A lot of value investors have been waiting patiently for Western Union (NYSE:WU) to be freed from its yoke as a subsidiary of First Data (NYSE:FDC). Their wish was granted last September, and although Western Union hasn't exactly come blazing out of the gates in its first official quarter, management's tone and strategy indicated that its eye is still on the ball.

Wild, wild Western
Results were hurt by regulatory speed bumps, including seizures of Western Union money transfers in Arizona. Although the company received a favorable ruling last month, some customers who remit money back to Mexico continue to shy away from the brand. For the quarter, revenues rose 10% (9% organic) and operating income improved by 7%. For the year, sales were up 12% and operating income improved by 3%.

Looking at 2007, the company expects 10%-12% organic sales growth, 6%-9% operating income growth (excluding public company expenses), and $900 million in operating cash flow. Subtracting out $200-$250 of estimated 2007 capital expenditures, free cash flow guidance was between $650 million and $700 million.

Pockets of growth
If the stock market gets spooked by the somewhat tepid numbers, value investors might want to take a closer look. Skeptics think Wal-Mart's (NYSE:WMT) foray into the market with Moneygram (NYSE:MGI), and Internet payment services like eBay's (NASDAQ:EBAY) PayPal, pose competitive threats. Western Union dominates its industry (it does five times more transactions than Moneygram, its closest competitor), and the company isn't about to roll over and play dead. Management noted it still only has 17.4% of the $269 billion global cross-border remittance (sending money internationally) market, and it captured about 7.4 points of that in the past three years -- indicating that a lot of share is still up for grabs.

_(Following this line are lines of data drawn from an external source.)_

//! Flow state machine tests: transitions, validation re-prompts,
//! cancellation, and state serialization.

use anyhow::Result;

use wishbot::dialogue::{
    advance_add_flow, apply_edit_value, AddStep, EditField, FlowState, ERROR_LINK_INVALID,
    ERROR_TITLE_EMPTY, PROMPT_CATEGORY, PROMPT_DESCRIPTION, PROMPT_LINK, PROMPT_PRIORITY,
};
use wishbot::wish::{WishDraft, WishUpdate};

fn run_flow(inputs: &[&str]) -> (FlowState, Vec<AddStep>) {
    let mut state = FlowState::AddTitle;
    let mut steps = Vec::new();
    for input in inputs {
        let step = advance_add_flow(&state, input);
        if let AddStep::Prompt { next, .. } = &step {
            state = next.clone();
        }
        steps.push(step);
    }
    (state, steps)
}

#[test]
fn test_full_sequence_prompts_in_order() {
    let (_, steps) = run_flow(&["Bike", "https://a.example/b", "sport", "red one", "5"]);

    let prompts: Vec<&str> = steps
        .iter()
        .filter_map(|step| match step {
            AddStep::Prompt { prompt, .. } => Some(*prompt),
            _ => None,
        })
        .collect();
    assert_eq!(
        prompts,
        vec![PROMPT_LINK, PROMPT_CATEGORY, PROMPT_DESCRIPTION, PROMPT_PRIORITY]
    );

    let AddStep::Commit { draft } = steps.last().unwrap() else {
        panic!("last step must commit");
    };
    assert_eq!(draft.title, "Bike");
    assert_eq!(draft.link, "https://a.example/b");
    assert_eq!(draft.category, "sport");
    assert_eq!(draft.description, "red one");
    assert_eq!(draft.priority, 5);
}

#[test]
fn test_validation_failure_keeps_collected_fields() {
    let mut state = FlowState::AddTitle;

    let AddStep::Prompt { next, .. } = advance_add_flow(&state, "Bike") else {
        panic!("title accepted");
    };
    state = next;

    // Two bad links in a row: the step does not advance and the title
    // stays in the draft.
    for bad in ["no scheme", "ftp://x"] {
        assert_eq!(
            advance_add_flow(&state, bad),
            AddStep::Reprompt {
                error: ERROR_LINK_INVALID
            }
        );
    }
    let FlowState::AddLink { draft } = &state else {
        panic!("still collecting the link");
    };
    assert_eq!(draft.title, "Bike");

    let AddStep::Prompt { next, .. } = advance_add_flow(&state, "-") else {
        panic!("dash clears the link");
    };
    let FlowState::AddCategory { draft } = &next else {
        panic!("moved on to category");
    };
    assert_eq!(draft.title, "Bike");
    assert_eq!(draft.link, "");
}

#[test]
fn test_empty_title_reprompts() {
    assert_eq!(
        advance_add_flow(&FlowState::AddTitle, "   "),
        AddStep::Reprompt {
            error: ERROR_TITLE_EMPTY
        }
    );
}

#[test]
fn test_cancel_discards_draft_mid_flow() {
    let (state, _) = run_flow(&["Bike", "https://a.example/b"]);
    assert!(matches!(state, FlowState::AddCategory { .. }));
    assert_eq!(advance_add_flow(&state, "cancel"), AddStep::Cancelled);
    assert_eq!(advance_add_flow(&state, "/cancel"), AddStep::Cancelled);
}

#[test]
fn test_priority_bounds_enforced_at_last_step() {
    let (state, _) = run_flow(&["Bike", "-", "-", "-"]);
    assert!(matches!(state, FlowState::AddPriority { .. }));

    for bad in ["0", "6", "99", "two"] {
        assert!(matches!(
            advance_add_flow(&state, bad),
            AddStep::Reprompt { .. }
        ));
    }
    assert!(matches!(
        advance_add_flow(&state, "1"),
        AddStep::Commit { .. }
    ));
}

#[test]
fn test_edit_value_produces_closed_updates() {
    assert_eq!(
        apply_edit_value(EditField::Link, "https://b.example").unwrap(),
        WishUpdate::Link("https://b.example".to_string())
    );
    assert_eq!(
        apply_edit_value(EditField::Description, "-").unwrap(),
        WishUpdate::Description(String::new())
    );
    assert!(apply_edit_value(EditField::Title, "").is_err());
}

#[tokio::test]
async fn test_flow_state_serializes_for_dialogue_storage() -> Result<()> {
    let state = FlowState::AddPriority {
        draft: WishDraft {
            title: "Bike".to_string(),
            link: "https://a.example".to_string(),
            category: "sport".to_string(),
            description: String::new(),
            priority: 0,
            photo_file_id: None,
            photo: None,
        },
    };

    let encoded = serde_json::to_string(&state)?;
    let decoded: FlowState = serde_json::from_str(&encoded)?;
    assert_eq!(decoded, state);

    let default_state = FlowState::default();
    assert_eq!(default_state, FlowState::Idle);
    Ok(())
}

#[test]
fn test_edit_states_carry_their_target() {
    let state = FlowState::EditValue {
        wish_id: 42,
        field: EditField::Title,
    };
    let FlowState::EditValue { wish_id, field } = state else {
        panic!("unexpected state");
    };
    assert_eq!(wish_id, 42);
    assert_eq!(field, EditField::Title);
}
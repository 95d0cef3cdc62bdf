//! Flow step handlers: map pure state-machine outcomes onto sends, dialogue
//! updates and the single store mutation per commit.

use std::sync::Arc;

use anyhow::Result;
use teloxide::prelude::*;
use teloxide::types::{FileId, InputFile};
use tracing::error;

use crate::dialogue::{AddStep, EditField, FlowState, WishDialogue, advance_add_flow, apply_edit_value};
use crate::format::build_wish_card;
use crate::storage::Store;
use crate::transport::{download_photo_if_small, send_html, send_html_with_markup, send_photo_with_caption};
use crate::wish::{Wish, WishDraft, WishPhoto, WishUpdate};

use super::ui_builder::edit_menu_keyboard;

pub const MSG_GENERIC_FAILURE: &str = "Sorry, something went wrong. Please try again.";
pub const MSG_WISH_NOT_FOUND: &str = "⚠️ Wish not found. It may have already been deleted.";
pub const MSG_FLOW_CANCELLED: &str = "Cancelled. Nothing was saved.";
pub const MSG_WISH_SAVED: &str = "🎉 Wish saved! Use /list to see your wishlist.";

/// Render the edit card for a wish: photo by file reference when we have
/// one, downloaded bytes as fallback, plain text otherwise.
pub async fn show_edit_card(bot: &Bot, chat_id: ChatId, wish: &Wish) -> Result<()> {
    let caption = build_wish_card(wish);
    let markup = edit_menu_keyboard(wish.id, wish.has_photo());

    if let Some(file_id) = &wish.photo_file_id {
        let photo = InputFile::file_id(FileId(file_id.clone()));
        if send_photo_with_caption(bot, chat_id, photo, &caption, markup.clone())
            .await
            .is_ok()
        {
            return Ok(());
        }
        // A stale file reference must not hide the card itself.
    }
    if let Some(bytes) = &wish.photo {
        let photo = InputFile::memory(bytes.clone()).file_name(format!("wish-{}.jpg", wish.id));
        if send_photo_with_caption(bot, chat_id, photo, &caption, markup.clone())
            .await
            .is_ok()
        {
            return Ok(());
        }
    }

    send_html_with_markup(bot, chat_id, &caption, markup).await?;
    Ok(())
}

/// Persist a completed draft and confirm. The create is the only store
/// mutation of the whole Add-Wish flow.
pub async fn commit_draft(
    bot: &Bot,
    chat_id: ChatId,
    user_id: i64,
    store: &Arc<Store>,
    draft: WishDraft,
) -> Result<()> {
    match store.create_wish(user_id, draft).await {
        Ok(wish) => {
            send_html(bot, chat_id, MSG_WISH_SAVED).await?;
            send_html(bot, chat_id, &build_wish_card(&wish)).await?;
        }
        Err(e) => {
            error!(user_id, error = %e, "Failed to create wish");
            send_html(bot, chat_id, MSG_GENERIC_FAILURE).await?;
        }
    }
    Ok(())
}

/// Feed one text input into the Add-Wish flow.
pub async fn handle_add_flow_input(
    bot: &Bot,
    msg: &Message,
    dialogue: &WishDialogue,
    store: &Arc<Store>,
    user_id: i64,
    state: &FlowState,
    text: &str,
) -> Result<()> {
    match advance_add_flow(state, text) {
        AddStep::Prompt { next, prompt } => {
            dialogue.update(next).await?;
            send_html(bot, msg.chat.id, prompt).await?;
        }
        AddStep::Reprompt { error } => {
            send_html(bot, msg.chat.id, error).await?;
        }
        AddStep::Commit { draft } => {
            dialogue.exit().await?;
            commit_draft(bot, msg.chat.id, user_id, store, draft).await?;
        }
        AddStep::Cancelled => {
            dialogue.exit().await?;
            send_html(bot, msg.chat.id, MSG_FLOW_CANCELLED).await?;
        }
        AddStep::NotInFlow => {}
    }
    Ok(())
}

/// Feed one text input into the Edit-Wish value-collection step.
pub async fn handle_edit_value_input(
    bot: &Bot,
    msg: &Message,
    dialogue: &WishDialogue,
    store: &Arc<Store>,
    user_id: i64,
    wish_id: i64,
    field: EditField,
    text: &str,
) -> Result<()> {
    if crate::dialogue::is_cancel(text) {
        dialogue.exit().await?;
        send_html(bot, msg.chat.id, MSG_FLOW_CANCELLED).await?;
        if let Ok(Some(wish)) = store.get_wish(user_id, wish_id).await {
            show_edit_card(bot, msg.chat.id, &wish).await?;
        }
        return Ok(());
    }

    let update = match apply_edit_value(field, text) {
        Ok(update) => update,
        Err(error) => {
            // Invalid value: stay on this step and re-prompt.
            send_html(bot, msg.chat.id, error).await?;
            return Ok(());
        }
    };

    dialogue.exit().await?;
    apply_update_and_show(bot, msg.chat.id, store, user_id, wish_id, &update).await
}

/// Apply a single-field update, confirm, and re-render the card so edits
/// can be chained.
pub async fn apply_update_and_show(
    bot: &Bot,
    chat_id: ChatId,
    store: &Arc<Store>,
    user_id: i64,
    wish_id: i64,
    update: &WishUpdate,
) -> Result<()> {
    match store.update_wish(user_id, wish_id, update).await {
        Ok(Some(updated)) => {
            send_html(
                bot,
                chat_id,
                &format!("✅ The {} was updated.", update.field_name()),
            )
            .await?;
            show_edit_card(bot, chat_id, &updated).await?;
        }
        Ok(None) => {
            send_html(bot, chat_id, MSG_WISH_NOT_FOUND).await?;
        }
        Err(e) => {
            error!(
                user_id,
                wish_id,
                field = update.field_name(),
                error = %e,
                "Failed to update wish"
            );
            send_html(bot, chat_id, MSG_GENERIC_FAILURE).await?;
        }
    }
    Ok(())
}

/// A photo arrived while we were waiting for a replacement photo.
pub async fn handle_edit_photo_message(
    bot: &Bot,
    msg: &Message,
    dialogue: &WishDialogue,
    store: &Arc<Store>,
    user_id: i64,
    wish_id: i64,
) -> Result<()> {
    let Some(largest) = msg.photo().and_then(|photos| photos.last()) else {
        send_html(bot, msg.chat.id, "Expected a photo. Try again, or send /cancel.").await?;
        return Ok(());
    };

    let bytes = download_photo_if_small(bot, largest).await;
    let update = WishUpdate::Photo(Some(WishPhoto {
        file_id: largest.file.id.0.clone(),
        bytes,
    }));

    dialogue.exit().await?;
    apply_update_and_show(bot, msg.chat.id, store, user_id, wish_id, &update).await
}

/// Text arrived while we were waiting for a photo: allow cancel, otherwise
/// keep waiting.
pub async fn handle_edit_photo_text(
    bot: &Bot,
    msg: &Message,
    dialogue: &WishDialogue,
    store: &Arc<Store>,
    user_id: i64,
    wish_id: i64,
    text: &str,
) -> Result<()> {
    if crate::dialogue::is_cancel(text) {
        dialogue.exit().await?;
        send_html(bot, msg.chat.id, MSG_FLOW_CANCELLED).await?;
        if let Ok(Some(wish)) = store.get_wish(user_id, wish_id).await {
            show_edit_card(bot, msg.chat.id, &wish).await?;
        }
        return Ok(());
    }
    send_html(bot, msg.chat.id, "Expected a photo. Try again, or send /cancel.").await?;
    Ok(())
}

The company also directly addressed potential problems with the money transfer seizures. Its plan of attack involves:

  • Distribution. Western Union added 500 additional agent locations in Mexico in the fourth quarter.
  • Promotions. It's advertising special pricing on Univision (NYSE:UVN) and Telemundo.
  • Pricing, particularly on foreign exchange charges. Toward the end of the quarter, management felt it was regaining some traction and was seeing improved volume, with fourth-quarter organic growth from Mexico up 4%.

Management also seems to have a penchant for getting its hands dirty on the front lines. CEO Christina Gold noted that she went to Zacatecas, Mexico, to launch a job-creation and economic well-being initiative with its governor, a prelude to her 10-city media tour in Mexico. This seems like a great way to increase goodwill with one of the company's most important constituencies.

In fact, the international segment, as well as the consumer-to-business (i.e., bill pay) segment, are Western Union's most important sources of growth. International business has grown 26% annually since 2001, and China grew over 30% in 2006. The company continues to wrap its tentacles around the industry by partnering to build its distribution. It extended a contract with La Poste in France and Agricultural Bank of China, and established a relationship with General Electric's (NYSE:GE) GE Money in Austria and Switzerland. Western Union has numerous other partnerships, including selling through Citigroup's (NYSE:C) Banamex in Mexico.

Although the results weren't stellar, there's a lot to like about this company. Its economic moat is sturdy, thanks to its great brand, incumbent distributional infrastructure, and network effects. It also has very high-quality earnings and great free cash flow, and should be able to reinvest that into the international and consumer-to-business channels at a high rate of return. Lastly, it still has plenty of market share to exploit. In the long run, I feel Western Union will be a big winner.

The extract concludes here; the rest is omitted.